Zumindest die Rehabilitierung der homosexuellen NS-Opfer ist damit abgeschlossen. Im Juli 2005 hatte die HOSI Wien ja einen ersten großen Erfolg verbuchen können, als durch das Anerkennungsgesetz 2005 das Opferfürsorgegesetz dahingehend novelliert wurde, dass nunmehr auch wegen ihrer sexuellen Orientierung verfolgte NS-Opfer nach diesem Gesetz anerkannt werden.
Doch einige unserer Forderungen nach voller Rehabilitierung aller Opfer staatlicher Verfolgung im 20. Jahrhundert und nach einer Entschuldigung des offiziellen Österreichs bei allen Opfern sowie nach finanzieller Entschädigung, wie sie von der HOSI Wien in einer Entschließung auf ihrer Generalversammlung im März 2002 formulierte wurden (nachzulesen im vollen Wortlaut hier), sind noch immer nicht erfüllt.
Denn die heute beschlossene Aufhebung der Urteile bezieht sich ja nur auf den Zeitraum des Anschlusses Österreichs an Nazi-Deutschland. Homosexuelle Handlungen waren indes nach demselben Gesetz – § 129 I B StG – auch vor dem 12. März 1938 und nach dem 8. Mai 1945, nämlich bis 1971 strafbar. Und die gerichtlichen Verurteilungen (natürlich nicht die Einlieferung in Konzentrationslager ohne Gerichtsurteil bzw. im Rahmen der sogenannten Schutzhaft nach Verbüßung der gerichtlich verhängten Strafe) unterschieden sich ja vor und nach der Nazi-Ära nicht wirklich von jenen während der Zeit des Anschlusses. Daher hat die HOSI Wien ja stets gefordert, alle Opfer der strafrechtlichen Verfolgung homosexueller Handlungen nach 1918 – und bis 2002, als der § 209 aufgehoben wurde –, zu rehabilitieren und zu entschädigen und die Urteile als Unrechtsurteile aufzuheben (sofern es sich nicht um unfreiwillige Handlungen oder solche mit Unmündigen unter 14 Jahren handelte).

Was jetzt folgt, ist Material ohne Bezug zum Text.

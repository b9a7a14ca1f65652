use crate::error::LexingError;
use crate::token::{is_keyword, Kind, Token, COMPOUND_OPERATORS};
use regex::Regex;

/// Fixed character classes the lexer dispatches on.
struct Classifier {
    ident_start: Regex,
    ident_continue: Regex,
    operator: Regex,
    digit: Regex,
    punctuation: Regex,
    whitespace: Regex,
}

#[derive(Debug, PartialEq, Clone, Copy)]
enum CharClass {
    IdentStart,
    Operator,
    Digit,
    Punctuation,
    Quote,
    Whitespace,
    Other,
}

fn class_regex(pattern: &str) -> Result<Regex, LexingError> {
    Regex::new(pattern).map_err(|source| LexingError {
        pattern: pattern.to_string(),
        source,
    })
}

impl Classifier {
    fn new() -> Result<Self, LexingError> {
        Ok(Self {
            ident_start: class_regex(r"^[A-Za-z_@]$")?,
            ident_continue: class_regex(r"^[A-Za-z_@0-9]$")?,
            operator: class_regex(r"^[+*/%=<>&|!?^-]$")?,
            digit: class_regex(r"^[0-9]$")?,
            punctuation: class_regex(r"^[(){}\[\]:;,.]$")?,
            whitespace: class_regex(r"^\s$")?,
        })
    }

    fn matches(re: &Regex, c: char) -> bool {
        let mut buf = [0u8; 4];
        re.is_match(c.encode_utf8(&mut buf))
    }

    fn classify(&self, c: char) -> CharClass {
        if c == '\'' || c == '"' {
            CharClass::Quote
        } else if Self::matches(&self.ident_start, c) {
            CharClass::IdentStart
        } else if Self::matches(&self.digit, c) {
            CharClass::Digit
        } else if Self::matches(&self.operator, c) {
            CharClass::Operator
        } else if Self::matches(&self.punctuation, c) {
            CharClass::Punctuation
        } else if Self::matches(&self.whitespace, c) {
            CharClass::Whitespace
        } else {
            CharClass::Other
        }
    }

    fn continues_ident(&self, c: char) -> bool {
        Self::matches(&self.ident_continue, c)
    }

    fn is_digit(&self, c: char) -> bool {
        Self::matches(&self.digit, c)
    }
}

pub struct Lexer {
    chars: Vec<char>,
    current: usize,
    classifier: Classifier,
}

impl Lexer {
    pub fn new(input: &str) -> Result<Self, LexingError> {
        Ok(Self {
            chars: input.chars().collect(),
            current: 0,
            classifier: Classifier::new()?,
        })
    }

    fn at(&self) -> char {
        self.peek_char(0)
    }

    fn peek_char(&self, offset: usize) -> char {
        self.chars.get(self.current + offset).copied().unwrap_or('\0')
    }

    fn is_eof(&self) -> bool {
        self.current >= self.chars.len()
    }

    fn text(&self, start: usize, end: usize) -> String {
        self.chars[start..end].iter().collect()
    }

    /// Emits a token spanning `start..self.current` whose value is its raw text.
    fn spanned(&self, kind: Kind, start: usize) -> Token {
        let raw = self.text(start, self.current);
        Token::new(kind, raw.clone(), raw)
    }

    /// The filtered stream the parser consumes: no whitespace, no comments,
    /// always ending in a single `EndOfInput`.
    pub fn tokenize(&mut self) -> Vec<Token> {
        self.tokenize_raw()
            .into_iter()
            .filter(|token| !matches!(token.kind, Kind::Whitespace | Kind::Comment))
            .collect()
    }

    /// Every token including whitespace and comments; the raw spellings
    /// concatenate back to the input.
    pub fn tokenize_raw(&mut self) -> Vec<Token> {
        self.current = 0;
        let mut tokens = Vec::new();

        while !self.is_eof() {
            let token = self.next_token();
            tokens.push(token);
        }

        tokens.push(Token::end_of_input(0, 0));
        assign_positions(&mut tokens);
        tokens
    }

    fn next_token(&mut self) -> Token {
        let start = self.current;
        let ch = self.at();

        match ch {
            '\n' => {
                self.current += 1;
                return self.spanned(Kind::NewLine, start);
            }
            '\r' if self.peek_char(1) == '\n' => {
                self.current += 2;
                return self.spanned(Kind::NewLine, start);
            }
            '/' if self.peek_char(1) == '/' => return self.line_comment(),
            '/' if self.peek_char(1) == '*' => return self.block_comment(),
            _ => {}
        }

        match self.classifier.classify(ch) {
            CharClass::Quote => self.string_literal(ch),
            CharClass::IdentStart => {
                self.current += 1;
                while !self.is_eof() && self.classifier.continues_ident(self.at()) {
                    self.current += 1;
                }
                let kind = if is_keyword(&self.text(start, self.current)) {
                    Kind::Keyword
                } else {
                    Kind::Identifier
                };
                self.spanned(kind, start)
            }
            CharClass::Digit => {
                self.consume_digits();
                // A `.` belongs to the number only when a digit follows it,
                // so `12.` is `12` then `.`.
                if self.at() == '.' && self.classifier.is_digit(self.peek_char(1)) {
                    self.current += 1;
                    self.consume_digits();
                }
                self.spanned(Kind::NumericLiteral, start)
            }
            CharClass::Operator => {
                let pair: String = [ch, self.peek_char(1)].iter().collect();
                self.current += if COMPOUND_OPERATORS.contains(&pair.as_str()) { 2 } else { 1 };
                self.spanned(Kind::Operator, start)
            }
            CharClass::Punctuation => {
                self.current += 1;
                self.spanned(Kind::Punctuation, start)
            }
            CharClass::Whitespace => {
                self.current += 1;
                while !self.is_eof()
                    && self.at() != '\n'
                    && !(self.at() == '\r' && self.peek_char(1) == '\n')
                    && self.classifier.classify(self.at()) == CharClass::Whitespace
                {
                    self.current += 1;
                }
                self.spanned(Kind::Whitespace, start)
            }
            CharClass::Other => {
                self.current += 1;
                self.spanned(Kind::Unknown, start)
            }
        }
    }

    fn consume_digits(&mut self) {
        while !self.is_eof() && self.classifier.is_digit(self.at()) {
            self.current += 1;
        }
    }

    fn line_comment(&mut self) -> Token {
        let start = self.current;
        while !self.is_eof()
            && self.at() != '\n'
            && !(self.at() == '\r' && self.peek_char(1) == '\n')
        {
            self.current += 1;
        }
        self.spanned(Kind::Comment, start)
    }

    fn block_comment(&mut self) -> Token {
        let start = self.current;
        self.current += 2;
        while !self.is_eof() {
            if self.at() == '*' && self.peek_char(1) == '/' {
                self.current += 2;
                return self.spanned(Kind::Comment, start);
            }
            self.current += 1;
        }
        // Unterminated: hand the remainder to the parser as a bad token.
        self.spanned(Kind::Unknown, start)
    }

    fn string_literal(&mut self, quote: char) -> Token {
        let start = self.current;
        self.current += 1;
        while !self.is_eof() {
            let ch = self.at();
            if ch == '\\' {
                self.current = (self.current + 2).min(self.chars.len());
                continue;
            }
            self.current += 1;
            if ch == quote {
                let raw = self.text(start, self.current);
                let value = self.text(start + 1, self.current - 1);
                return Token::new(Kind::StringLiteral, value, raw);
            }
        }
        self.spanned(Kind::Unknown, start)
    }
}

/// Replays the raw stream assigning 1-based line/col, stepping over newlines
/// embedded in comments and strings.
fn assign_positions(tokens: &mut [Token]) {
    let (mut line, mut col) = (1, 1);

    for token in tokens.iter_mut() {
        token.line = line;
        token.col = col;

        if token.kind == Kind::NewLine {
            line += 1;
            col = 1;
        } else if let Some(last_break) = token.raw.rfind('\n') {
            line += token.raw.matches('\n').count();
            col = token.raw[last_break + 1..].chars().count() + 1;
        } else {
            col += token.raw.chars().count();
        }
    }
}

Schon unter Justizministerin Karin Gastinger (BZÖ) war die HOSI Wien mit dieser Forderung zumindest in Hinblick auf die Tilgung solcher Verurteilungen im Strafregister – durch einen Gnadenakt des Bundespräsidenten auf Vorschlag des Justizministeriums – erfolgreich gewesen. Aber eine Aufhebung der Urteile im Sinne des Gesetzes vom Oktober 2009, nämlich dass sie rückwirkend als nicht erfolgt gelten, steht für die Zeiträume vor 1938 und nach 1945 noch aus. Die HOSI Wien wird daher auch auf diesem Gebiet weiterkämpfen.